(ASSIGNMENT): Without omitting anything, retype the data that follows.

Items listed in a dataset
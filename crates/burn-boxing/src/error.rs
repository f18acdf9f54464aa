use alloc::boxed::Box;
use alloc::string::String;
use alloc::vec::Vec;

use thiserror::Error;

use crate::LogicalBlobId;
use crate::layout::{DeviceKind, Layout, PlacedLayout, Placement};

/// Result type alias using [`BoxingError`].
pub type Result<T> = core::result::Result<T, BoxingError>;

/// Reason a transition checker rejected a pair of placed layouts.
///
/// Checker results are memoized, so this type is cheap to clone and compare.
#[derive(Error, Clone, Debug, PartialEq, Eq, Hash)]
pub enum CheckError {
    /// The layout has an unexpected number of parallelism dimensions.
    #[error("expected {expected} parallelism dimension(s), got {actual}")]
    RankMismatch {
        /// Number of dimensions the rule handles.
        expected: usize,
        /// Number of dimensions of the layout.
        actual: usize,
    },

    /// The source layout does not have the pattern the rule consumes.
    #[error("source layout {layout} is not {expected}")]
    SourcePattern {
        /// Pattern the rule consumes.
        expected: &'static str,
        /// Offending layout.
        layout: Layout,
    },

    /// The destination layout does not have the pattern the rule produces.
    #[error("destination layout {layout} is not {expected}")]
    DestinationPattern {
        /// Pattern the rule produces.
        expected: &'static str,
        /// Offending layout.
        layout: Layout,
    },

    /// Source and destination split along the same axis.
    #[error("source and destination both split axis {axis}")]
    SameSplitAxis {
        /// The shared split axis.
        axis: usize,
    },

    /// The rule needs equal placements.
    #[error("placements differ: {src} vs {dst}")]
    PlacementMismatch {
        /// Source placement.
        src: Placement,
        /// Destination placement.
        dst: Placement,
    },

    /// The devices cannot run hardware collectives.
    #[error("{kind} devices do not support collective communication")]
    NoCollectiveSupport {
        /// Kind of the placement's devices.
        kind: DeviceKind,
    },

    /// The rule needs both placements to share a device kind.
    #[error("device kinds differ: {src} vs {dst}")]
    DeviceKindMismatch {
        /// Source device kind.
        src: DeviceKind,
        /// Destination device kind.
        dst: DeviceKind,
    },

    /// The rule does not handle this combination of device counts.
    #[error("unhandled placement shape: {reason}")]
    PlacementShape {
        /// What is not handled.
        reason: String,
    },

    /// The identity rule only accepts equal placed layouts.
    #[error("placed layouts are not identical")]
    NotIdentity,

    /// A split axis exceeds the tensor rank.
    #[error("split axis {axis} is out of range for a tensor of rank {rank}")]
    SplitAxisOutOfRange {
        /// Requested split axis.
        axis: usize,
        /// Rank of the logical tensor.
        rank: usize,
    },

    /// The layout has no parallelism dimension.
    #[error("a layout needs at least one parallelism dimension")]
    EmptyLayout,

    /// The layout does not have one entry per hierarchy dimension.
    #[error("layout has {layout} dimension(s) but the placement hierarchy has {hierarchy}")]
    HierarchyMismatch {
        /// Number of layout entries.
        layout: usize,
        /// Number of hierarchy dimensions.
        hierarchy: usize,
    },

    /// The rule is disabled by configuration.
    #[error("disabled by configuration")]
    Disabled,
}

/// Errors produced while redistributing a tensor.
#[derive(Error, Debug)]
pub enum BoxingError {
    /// A layout pair is malformed or unsupported by the rule handling it.
    #[error("layout validation failed: {0}")]
    LayoutValidation(#[from] CheckError),

    /// The tensor's live placed layout differs from the one declared by the request.
    #[error("tensor is placed as {actual} but the request declares {expected}")]
    PlacementMismatch {
        /// Declared placed layout.
        expected: PlacedLayout,
        /// Live placed layout of the tensor.
        actual: PlacedLayout,
    },

    /// No registered rule accepted the transition.
    #[error("no applicable boxing rule from {src} to {dst}")]
    UnsupportedTransition {
        /// Source placed layout.
        src: PlacedLayout,
        /// Destination placed layout.
        dst: PlacedLayout,
        /// Every rule's reason for rejecting the pair, in registration order.
        rejections: Vec<(String, CheckError)>,
    },

    /// The collective backend failed.
    #[error("collective execution failed: {0}")]
    CollectiveExecution(#[source] Box<dyn core::error::Error + Send + Sync>),

    /// The tensor has no materialized local shards.
    #[error("tensor `{blob}` is not materialized")]
    NotEager {
        /// Logical blob of the tensor.
        blob: LogicalBlobId,
    },

    /// A sub-task-graph builder does not handle the requested shape.
    #[error("boxing not supported by {builder}")]
    BoxingNotSupported {
        /// Name of the builder.
        builder: &'static str,
    },

    /// An operator could not be dispatched.
    #[error("dispatch of `{op}` failed: {reason}")]
    OpDispatch {
        /// Operator instance name.
        op: String,
        /// What went wrong.
        reason: String,
    },

    /// Local shards are inconsistent with the declared layout.
    #[error("invalid tensor: {0}")]
    InvalidTensor(String),

    /// Shards could not be combined.
    #[error("shape error: {0}")]
    Shape(#[from] ndarray::ShapeError),

    /// The selected rule failed.
    #[error("boxing rule `{rule}` failed")]
    RuleFailed {
        /// Name of the rule.
        rule: String,
        /// Underlying failure.
        #[source]
        source: Box<BoxingError>,
    },

    /// The configuration could not be parsed.
    #[error("invalid configuration: {0}")]
    Config(#[from] serde_json::Error),

    /// The configuration could not be read.
    #[error("IO error: {0}")]
    Io(#[from] std::io::Error),
}

impl BoxingError {
    /// Strips [`BoxingError::RuleFailed`] wrappers.
    pub fn root_cause(&self) -> &BoxingError {
        match self {
            Self::RuleFailed { source, .. } => source.root_cause(),
            other => other,
        }
    }
}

(EXERCISE RESULT):
filename crates/burn-boxing/src/error.rs
repository f18acdf9f54464aa
use alloc::boxed::Box;
use alloc::string::String;
use alloc::vec::Vec;

use thiserror::Error;

use crate::LogicalBlobId;
use crate::layout::{DeviceKind, Layout, PlacedLayout, Placement};

/// Result type alias using [`BoxingError`].
pub type Result<T> = core::result::Result<T, BoxingError>;

/// Reason a transition checker rejected a pair of placed layouts.
///
/// Checker results are memoized, so this type is cheap to clone and compare.
#[derive(Error, Clone, Debug, PartialEq, Eq, Hash)]
pub enum CheckError {
    /// The layout has an unexpected number of parallelism dimensions.
    #[error("expected {expected} parallelism dimension(s), got {actual}")]
    RankMismatch {
        /// Number of dimensions the rule handles.
        expected: usize,
        /// Number of dimensions of the layout.
        actual: usize,
    },

    /// The source layout does not have the pattern the rule consumes.
    #[error("source layout {layout} is not {expected}")]
    SourcePattern {
        /// Pattern the rule consumes.
        expected: &'static str,
        /// Offending layout.
        layout: Layout,
    },

    /// The destination layout does not have the pattern the rule produces.
    #[error("destination layout {layout} is not {expected}")]
    DestinationPattern {
        /// Pattern the rule produces.
        expected: &'static str,
        /// Offending layout.
        layout: Layout,
    },

    /// Source and destination split along the same axis.
    #[error("source and destination both split axis {axis}")]
    SameSplitAxis {
        /// The shared split axis.
        axis: usize,
    },

    /// The rule needs equal placements.
    #[error("placements differ: {src} vs {dst}")]
    PlacementMismatch {
        /// Source placement.
        src: Placement,
        /// Destination placement.
        dst: Placement,
    },

    /// The devices cannot run hardware collectives.
    #[error("{kind} devices do not support collective communication")]
    NoCollectiveSupport {
        /// Kind of the placement's devices.
        kind: DeviceKind,
    },

    /// The rule needs both placements to share a device kind.
    #[error("device kinds differ: {src} vs {dst}")]
    DeviceKindMismatch {
        /// Source device kind.
        src: DeviceKind,
        /// Destination device kind.
        dst: DeviceKind,
    },

    /// The rule does not handle this combination of device counts.
    #[error("unhandled placement shape: {reason}")]
    PlacementShape {
        /// What is not handled.
        reason: String,
    },

    /// The identity rule only accepts equal placed layouts.
    #[error("placed layouts are not identical")]
    NotIdentity,

    /// A split axis exceeds the tensor rank.
    #[error("split axis {axis} is out of range for a tensor of rank {rank}")]
    SplitAxisOutOfRange {
        /// Requested split axis.
        axis: usize,
        /// Rank of the logical tensor.
        rank: usize,
    },

    /// The layout has no parallelism dimension.
    #[error("a layout needs at least one parallelism dimension")]
    EmptyLayout,

    /// The layout does not have one entry per hierarchy dimension.
    #[error("layout has {layout} dimension(s) but the placement hierarchy has {hierarchy}")]
    HierarchyMismatch {
        /// Number of layout entries.
        layout: usize,
        /// Number of hierarchy dimensions.
        hierarchy: usize,
    },

    /// The rule is disabled by configuration.
    #[error("disabled by configuration")]
    Disabled,
}

/// Errors produced while redistributing a tensor.
#[derive(Error, Debug)]
pub enum BoxingError {
    /// A layout pair is malformed or unsupported by the rule handling it.
    #[error("layout validation failed: {0}")]
    LayoutValidation(#[from] CheckError),

    /// The tensor's live placed layout differs from the one declared by the request.
    #[error("tensor is placed as {actual} but the request declares {expected}")]
    PlacementMismatch {
        /// Declared placed layout.
        expected: PlacedLayout,
        /// Live placed layout of the tensor.
        actual: PlacedLayout,
    },

    /// No registered rule accepted the transition.
    #[error("no applicable boxing rule from {src} to {dst}")]
    UnsupportedTransition {
        /// Source placed layout.
        src: PlacedLayout,
        /// Destination placed layout.
        dst: PlacedLayout,
        /// Every rule's reason for rejecting the pair, in registration order.
        rejections: Vec<(String, CheckError)>,
    },

    /// The collective backend failed.
    #[error("collective execution failed: {0}")]
    CollectiveExecution(#[source] Box<dyn core::error::Error + Send + Sync>),

    /// The tensor has no materialized local shards.
    #[error("tensor `{blob}` is not materialized")]
    NotEager {
        /// Logical blob of the tensor.
        blob: LogicalBlobId,
    },

    /// A sub-task-graph builder does not handle the requested shape.
    #[error("boxing not supported by {builder}")]
    BoxingNotSupported {
        /// Name of the builder.
        builder: &'static str,
    },

    /// An operator could not be dispatched.
    #[error("dispatch of `{op}` failed: {reason}")]
    OpDispatch {
        /// Operator instance name.
        op: String,
        /// What went wrong.
        reason: String,
    },

    /// Local shards are inconsistent with the declared layout.
    #[error("invalid tensor: {0}")]
    InvalidTensor(String),

    /// Shards could not be combined.
    #[error("shape error: {0}")]
    Shape(#[from] ndarray::ShapeError),

    /// The selected rule failed.
    #[error("boxing rule `{rule}` failed")]
    RuleFailed {
        /// Name of the rule.
        rule: String,
        /// Underlying failure.
        #[source]
        source: Box<BoxingError>,
    },

    /// The configuration could not be parsed.
    #[error("invalid configuration: {0}")]
    Config(#[from] serde_json::Error),

    /// The configuration could not be read.
    #[error("IO error: {0}")]
    Io(#[from] std::io::Error),
}

impl BoxingError {
    /// Strips [`BoxingError::RuleFailed`] wrappers.
    pub fn root_cause(&self) -> &BoxingError {
        match self {
            Self::RuleFailed { source, .. } => source.root_cause(),
            other => other,
        }
    }
}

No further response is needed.